During recent visits to vocational programs, McMahon pointed out what hardworking Americans already know: students who earn industry-ready certificates walk straight into good-paying jobs. She highlighted concrete examples—students poised to enter professional positions in hospitals and an automotive class that received a donated F-150 from a local Ford dealership, with employers eager to hire graduates. That kind of partnership between schools and employers is the model that actually builds communities and pays taxes, not another workshop on woke theory.
Let’s be blunt: the elites have been pushing every child toward a four-year dormroom experience that saddles families with crushing debt and often leads to underemployment. McMahon rightly noted that one of the fastest-growing groups of millionaires today comes from skilled trades—because mastery of a real, in-demand craft creates wealth and independence. Conservatives should celebrate and expand pathways that honor work, not sneer at it; a thriving trade economy strengthens national resilience and restores dignity to honest labor.

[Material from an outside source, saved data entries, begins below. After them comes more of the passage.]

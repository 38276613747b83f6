use bmesh_topology::{AttributeValue, Mesh, VertexId};

/// Interpolation of registered vertex attributes.
pub trait AttributeInterpolate {
    /// Writes onto `destination` each registered vertex attribute as the
    /// linear interpolation of the values of `a` and `b` at parameter `t`
    /// (`t = 0` keeps `a`'s value, `t = 1` keeps `b`'s).
    ///
    /// Names either source vertex lacks, and names whose two payloads
    /// disagree in dimension, are skipped. Integer payloads round to the
    /// nearest whole value. `destination` may be one of the sources, which
    /// turns repeated calls into a running average.
    /// # Examples
    /// ```
    /// use bmesh_operators::AttributeInterpolate;
    /// use bmesh_topology::{AttributeDefinition, AttributeValue, Mesh};
    ///
    /// let mut mesh = Mesh::new();
    /// mesh.add_vertex_attribute(AttributeDefinition::with_default("weight", 0.0_f32));
    /// let a = mesh.add_vertex((0.0, 0.0, 0.0));
    /// let b = mesh.add_vertex((1.0, 0.0, 0.0));
    /// let mid = mesh.add_vertex((0.5, 0.0, 0.0));
    /// mesh[b].attributes.insert("weight".into(), AttributeValue::from(1.0_f32));
    ///
    /// mesh.lerp_attributes(mid, a, b, 0.5);
    /// assert_eq!(mesh[mid].attributes["weight"], AttributeValue::from(0.5_f32));
    /// ```
    fn lerp_attributes(&mut self, destination: VertexId, a: VertexId, b: VertexId, t: f32);
}

impl AttributeInterpolate for Mesh {
    fn lerp_attributes(&mut self, destination: VertexId, a: VertexId, b: VertexId, t: f32) {
        let names: Vec<String> = self
            .vertex_attributes()
            .iter()
            .map(|def| def.name.clone())
            .collect();
        for name in names {
            let lerped = match (self[a].attributes.get(&name), self[b].attributes.get(&name)) {
                (Some(AttributeValue::Float(x)), Some(AttributeValue::Float(y)))
                    if x.len() == y.len() =>
                {
                    AttributeValue::Float(x.iter().zip(y).map(|(p, q)| p + (q - p) * t).collect())
                }
                (Some(AttributeValue::Int(x)), Some(AttributeValue::Int(y)))
                    if x.len() == y.len() =>
                {
                    AttributeValue::Int(
                        x.iter()
                            .zip(y)
                            .map(|(p, q)| (*p as f32 + (q - p) as f32 * t).round() as i32)
                            .collect(),
                    )
                }
                _ => continue,
            };
            self[destination].attributes.insert(name, lerped);
        }
    }
}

McMahon’s “final mission” message to the Department makes clear her goal: return education to parents and states, cut the red tape, and let local communities decide what skills students need to thrive. This isn’t some libertarian fantasy; it’s a responsible handoff to the people who know students best and to employers who will actually hire them. Washington’s job is to enable opportunity, not micromanage classrooms or export one-size-fits-all curricula that ignore local labor markets.
Of course, the usual union bosses and Washington media are spinning panic—claiming that reforms are a “power grab” or will hollow out services. Labor leaderships like AFSCME and their allies are predictable: they prefer entrenched bureaucracy to accountable results and fear losing leverage more than they care about students. Their enraged press releases and op-eds reveal less concern for kids than for preserving cushy jobs for the administrative classes.
If conservatives truly want to win for working families, we should back concrete policies McMahon champions: massive expansion of career and technical education, tax credits and apprenticeships tied to employer commitments, and incentives for private-sector partnerships that place students into careers. The Pledge to America’s Workers showed how public-private initiatives can create millions of training opportunities; let’s scale that up instead of funneling more money into failing four-year factory programs. Our policy should be to turn classrooms directly into pipelines for opportunity.
Patriotic Americans who value work and thrift should rally behind this agenda and behind leaders who trust parents and employers over distant bureaucrats. Encouraging trades isn’t charity—it’s common-sense nation-building that creates higher wages, stronger families, and safer communities. Secretary McMahon is right to say college isn’t the only option; it’s time conservatives push full-throated for respect, resources, and results for the skilled men and women who keep America running.